# [WHAT IS NEEDED]
Show every line from the entries that follow which holds the word "Clone".
#####
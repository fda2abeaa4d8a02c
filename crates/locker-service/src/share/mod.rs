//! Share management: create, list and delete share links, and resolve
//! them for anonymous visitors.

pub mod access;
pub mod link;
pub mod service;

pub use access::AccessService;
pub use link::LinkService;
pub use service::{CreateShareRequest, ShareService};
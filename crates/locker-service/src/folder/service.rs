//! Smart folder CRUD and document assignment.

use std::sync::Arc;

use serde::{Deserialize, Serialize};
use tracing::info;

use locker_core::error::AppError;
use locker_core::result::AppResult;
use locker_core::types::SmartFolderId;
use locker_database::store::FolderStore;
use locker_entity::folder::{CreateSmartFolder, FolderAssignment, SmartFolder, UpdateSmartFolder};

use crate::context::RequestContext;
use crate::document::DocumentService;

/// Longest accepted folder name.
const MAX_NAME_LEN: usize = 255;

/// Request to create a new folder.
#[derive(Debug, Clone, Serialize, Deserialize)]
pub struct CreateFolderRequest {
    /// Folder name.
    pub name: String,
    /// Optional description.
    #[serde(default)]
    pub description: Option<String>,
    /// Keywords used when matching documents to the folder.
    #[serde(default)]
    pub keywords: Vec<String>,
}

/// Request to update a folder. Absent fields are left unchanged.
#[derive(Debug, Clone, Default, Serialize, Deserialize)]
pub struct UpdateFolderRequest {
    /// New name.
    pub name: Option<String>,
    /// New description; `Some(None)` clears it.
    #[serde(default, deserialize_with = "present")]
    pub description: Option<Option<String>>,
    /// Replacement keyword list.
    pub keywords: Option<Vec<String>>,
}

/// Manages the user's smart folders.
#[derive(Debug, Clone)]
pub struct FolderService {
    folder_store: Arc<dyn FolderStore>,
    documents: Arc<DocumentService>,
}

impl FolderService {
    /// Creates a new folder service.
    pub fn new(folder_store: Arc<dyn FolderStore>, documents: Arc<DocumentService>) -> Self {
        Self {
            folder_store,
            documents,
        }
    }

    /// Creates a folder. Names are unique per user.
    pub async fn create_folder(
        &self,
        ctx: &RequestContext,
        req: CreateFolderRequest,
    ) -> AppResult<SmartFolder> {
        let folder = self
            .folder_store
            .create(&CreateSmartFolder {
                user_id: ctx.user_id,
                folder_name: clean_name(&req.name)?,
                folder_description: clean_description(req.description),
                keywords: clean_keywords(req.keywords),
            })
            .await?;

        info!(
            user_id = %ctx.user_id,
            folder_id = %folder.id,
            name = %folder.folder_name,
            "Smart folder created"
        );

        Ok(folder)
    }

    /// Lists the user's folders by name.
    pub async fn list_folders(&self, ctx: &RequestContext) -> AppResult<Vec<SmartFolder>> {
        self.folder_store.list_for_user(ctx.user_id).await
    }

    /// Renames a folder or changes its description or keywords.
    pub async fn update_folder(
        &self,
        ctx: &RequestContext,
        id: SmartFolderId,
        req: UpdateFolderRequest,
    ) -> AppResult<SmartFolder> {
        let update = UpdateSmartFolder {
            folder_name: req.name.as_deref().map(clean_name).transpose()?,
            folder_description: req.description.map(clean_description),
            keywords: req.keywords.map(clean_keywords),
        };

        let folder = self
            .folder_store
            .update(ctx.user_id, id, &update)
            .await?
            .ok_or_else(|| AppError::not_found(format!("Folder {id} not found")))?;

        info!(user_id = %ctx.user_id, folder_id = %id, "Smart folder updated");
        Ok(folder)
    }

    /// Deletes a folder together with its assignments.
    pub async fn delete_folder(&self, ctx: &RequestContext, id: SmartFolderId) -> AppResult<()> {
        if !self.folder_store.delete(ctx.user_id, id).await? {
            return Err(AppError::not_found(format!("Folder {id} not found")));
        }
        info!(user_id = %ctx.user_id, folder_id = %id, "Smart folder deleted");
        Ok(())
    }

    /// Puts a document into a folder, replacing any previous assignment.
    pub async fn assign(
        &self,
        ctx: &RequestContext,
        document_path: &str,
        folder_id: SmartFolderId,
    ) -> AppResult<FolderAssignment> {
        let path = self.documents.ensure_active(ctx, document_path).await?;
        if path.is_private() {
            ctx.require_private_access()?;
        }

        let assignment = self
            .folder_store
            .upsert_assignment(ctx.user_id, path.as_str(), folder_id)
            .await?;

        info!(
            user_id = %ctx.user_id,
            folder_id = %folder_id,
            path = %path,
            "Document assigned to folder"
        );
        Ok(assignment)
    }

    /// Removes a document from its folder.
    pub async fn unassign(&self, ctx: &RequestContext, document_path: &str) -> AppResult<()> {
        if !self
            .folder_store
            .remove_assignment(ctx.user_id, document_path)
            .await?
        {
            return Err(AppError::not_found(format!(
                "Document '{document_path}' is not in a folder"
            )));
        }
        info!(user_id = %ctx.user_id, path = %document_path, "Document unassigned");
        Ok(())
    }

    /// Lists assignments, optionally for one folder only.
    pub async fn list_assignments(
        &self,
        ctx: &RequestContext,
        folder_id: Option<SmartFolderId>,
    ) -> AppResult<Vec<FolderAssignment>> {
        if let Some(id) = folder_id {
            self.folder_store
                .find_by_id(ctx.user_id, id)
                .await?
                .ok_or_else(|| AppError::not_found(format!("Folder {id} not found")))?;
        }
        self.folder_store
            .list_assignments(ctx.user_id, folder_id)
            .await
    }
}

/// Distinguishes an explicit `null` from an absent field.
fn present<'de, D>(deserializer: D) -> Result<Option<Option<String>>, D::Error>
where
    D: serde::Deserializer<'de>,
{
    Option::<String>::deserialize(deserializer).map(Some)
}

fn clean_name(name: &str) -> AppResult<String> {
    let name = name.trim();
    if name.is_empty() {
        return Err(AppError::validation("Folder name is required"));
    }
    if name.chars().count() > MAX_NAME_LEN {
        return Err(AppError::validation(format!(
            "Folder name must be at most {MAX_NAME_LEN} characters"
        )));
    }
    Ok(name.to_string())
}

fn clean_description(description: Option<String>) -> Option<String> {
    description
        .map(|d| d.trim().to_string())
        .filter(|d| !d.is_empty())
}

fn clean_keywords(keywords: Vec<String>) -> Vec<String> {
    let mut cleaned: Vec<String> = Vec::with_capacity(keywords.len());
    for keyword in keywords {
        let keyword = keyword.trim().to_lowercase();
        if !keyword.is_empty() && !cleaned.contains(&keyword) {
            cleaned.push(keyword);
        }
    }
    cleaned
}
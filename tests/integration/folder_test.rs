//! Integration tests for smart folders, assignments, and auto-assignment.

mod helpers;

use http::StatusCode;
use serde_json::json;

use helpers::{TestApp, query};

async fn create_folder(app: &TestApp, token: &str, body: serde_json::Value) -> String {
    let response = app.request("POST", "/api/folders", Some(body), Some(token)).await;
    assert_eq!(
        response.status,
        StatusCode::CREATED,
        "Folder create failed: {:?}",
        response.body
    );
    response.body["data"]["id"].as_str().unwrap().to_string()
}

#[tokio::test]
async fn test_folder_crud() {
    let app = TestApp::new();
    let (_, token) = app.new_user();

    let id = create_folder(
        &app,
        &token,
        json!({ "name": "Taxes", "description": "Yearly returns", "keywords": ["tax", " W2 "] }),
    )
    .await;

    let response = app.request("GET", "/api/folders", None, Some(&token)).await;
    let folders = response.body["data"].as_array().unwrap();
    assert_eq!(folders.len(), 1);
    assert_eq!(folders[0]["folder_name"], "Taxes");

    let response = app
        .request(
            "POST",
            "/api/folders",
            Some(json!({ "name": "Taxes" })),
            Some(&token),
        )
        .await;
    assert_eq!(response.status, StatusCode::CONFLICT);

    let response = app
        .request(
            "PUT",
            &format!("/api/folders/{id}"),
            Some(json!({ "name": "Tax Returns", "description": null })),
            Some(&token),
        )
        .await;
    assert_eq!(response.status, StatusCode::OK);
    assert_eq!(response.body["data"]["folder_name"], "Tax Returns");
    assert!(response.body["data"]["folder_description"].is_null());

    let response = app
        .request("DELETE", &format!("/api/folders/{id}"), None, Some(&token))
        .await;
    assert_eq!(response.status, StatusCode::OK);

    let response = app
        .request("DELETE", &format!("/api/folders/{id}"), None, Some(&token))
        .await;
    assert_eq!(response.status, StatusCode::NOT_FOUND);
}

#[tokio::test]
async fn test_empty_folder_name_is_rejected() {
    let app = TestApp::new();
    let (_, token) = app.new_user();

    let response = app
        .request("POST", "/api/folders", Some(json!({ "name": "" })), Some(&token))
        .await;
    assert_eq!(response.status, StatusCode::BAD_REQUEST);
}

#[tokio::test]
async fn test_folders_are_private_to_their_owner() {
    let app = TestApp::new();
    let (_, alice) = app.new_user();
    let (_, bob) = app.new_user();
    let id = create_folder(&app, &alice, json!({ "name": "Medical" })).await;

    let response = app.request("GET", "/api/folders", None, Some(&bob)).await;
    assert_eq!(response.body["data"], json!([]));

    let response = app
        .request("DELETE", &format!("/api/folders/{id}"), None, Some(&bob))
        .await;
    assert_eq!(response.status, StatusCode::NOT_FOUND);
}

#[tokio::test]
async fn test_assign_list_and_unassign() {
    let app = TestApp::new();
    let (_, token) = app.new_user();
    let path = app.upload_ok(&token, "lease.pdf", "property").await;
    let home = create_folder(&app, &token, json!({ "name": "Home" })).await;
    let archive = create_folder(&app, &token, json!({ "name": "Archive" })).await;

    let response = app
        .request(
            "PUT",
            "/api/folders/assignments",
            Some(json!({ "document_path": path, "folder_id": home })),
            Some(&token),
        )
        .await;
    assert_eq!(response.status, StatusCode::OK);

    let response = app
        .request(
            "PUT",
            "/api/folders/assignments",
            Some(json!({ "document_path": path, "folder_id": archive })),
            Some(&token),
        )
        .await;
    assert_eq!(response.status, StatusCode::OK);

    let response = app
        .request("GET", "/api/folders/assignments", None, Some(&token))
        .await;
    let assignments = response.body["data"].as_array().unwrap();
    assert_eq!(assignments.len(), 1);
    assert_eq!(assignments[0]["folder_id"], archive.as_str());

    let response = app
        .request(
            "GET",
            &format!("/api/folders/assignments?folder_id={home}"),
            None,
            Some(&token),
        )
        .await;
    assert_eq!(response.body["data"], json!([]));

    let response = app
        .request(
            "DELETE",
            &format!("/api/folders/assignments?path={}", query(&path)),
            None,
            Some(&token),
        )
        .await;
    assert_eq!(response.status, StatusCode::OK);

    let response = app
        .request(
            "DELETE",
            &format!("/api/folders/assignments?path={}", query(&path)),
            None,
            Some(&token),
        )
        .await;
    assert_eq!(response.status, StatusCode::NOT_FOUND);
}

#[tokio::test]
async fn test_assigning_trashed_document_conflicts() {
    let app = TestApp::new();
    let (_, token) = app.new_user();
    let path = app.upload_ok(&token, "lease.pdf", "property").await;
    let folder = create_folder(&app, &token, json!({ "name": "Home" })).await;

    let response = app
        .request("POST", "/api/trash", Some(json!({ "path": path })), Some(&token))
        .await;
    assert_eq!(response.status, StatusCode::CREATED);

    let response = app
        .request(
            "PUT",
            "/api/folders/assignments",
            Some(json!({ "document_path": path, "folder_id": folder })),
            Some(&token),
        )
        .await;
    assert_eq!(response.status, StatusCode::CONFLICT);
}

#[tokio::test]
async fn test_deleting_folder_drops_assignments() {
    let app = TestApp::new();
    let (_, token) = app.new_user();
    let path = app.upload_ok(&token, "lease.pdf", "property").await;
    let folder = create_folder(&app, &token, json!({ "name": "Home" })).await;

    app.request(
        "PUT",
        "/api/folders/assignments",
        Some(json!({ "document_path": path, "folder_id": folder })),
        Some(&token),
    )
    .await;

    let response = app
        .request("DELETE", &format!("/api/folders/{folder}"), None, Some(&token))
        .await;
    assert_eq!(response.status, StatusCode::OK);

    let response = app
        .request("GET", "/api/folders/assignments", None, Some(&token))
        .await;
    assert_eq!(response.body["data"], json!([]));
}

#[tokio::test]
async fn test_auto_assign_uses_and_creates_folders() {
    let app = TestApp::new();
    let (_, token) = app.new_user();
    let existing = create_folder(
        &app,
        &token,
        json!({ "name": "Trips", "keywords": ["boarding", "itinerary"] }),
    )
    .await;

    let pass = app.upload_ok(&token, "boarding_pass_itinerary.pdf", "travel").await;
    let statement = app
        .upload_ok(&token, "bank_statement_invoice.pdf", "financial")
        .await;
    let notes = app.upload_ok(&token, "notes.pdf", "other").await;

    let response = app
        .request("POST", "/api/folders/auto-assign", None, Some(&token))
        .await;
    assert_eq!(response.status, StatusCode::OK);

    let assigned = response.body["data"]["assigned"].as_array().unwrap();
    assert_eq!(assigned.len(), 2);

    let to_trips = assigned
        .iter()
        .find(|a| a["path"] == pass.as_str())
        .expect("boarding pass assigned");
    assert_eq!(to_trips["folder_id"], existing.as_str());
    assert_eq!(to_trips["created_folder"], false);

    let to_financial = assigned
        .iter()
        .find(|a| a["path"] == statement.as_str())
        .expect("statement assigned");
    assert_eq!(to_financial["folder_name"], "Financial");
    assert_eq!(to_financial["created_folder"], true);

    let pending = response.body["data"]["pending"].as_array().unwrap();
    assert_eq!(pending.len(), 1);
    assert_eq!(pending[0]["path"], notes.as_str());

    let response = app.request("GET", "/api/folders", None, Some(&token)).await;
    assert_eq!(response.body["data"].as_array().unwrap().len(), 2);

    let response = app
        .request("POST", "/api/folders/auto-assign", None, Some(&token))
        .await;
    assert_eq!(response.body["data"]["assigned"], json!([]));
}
#####
# [RESPONSE]
#[derive(Debug, Clone, Serialize, Deserialize)]
#[derive(Debug, Clone, Default, Serialize, Deserialize)]
#[derive(Debug, Clone)]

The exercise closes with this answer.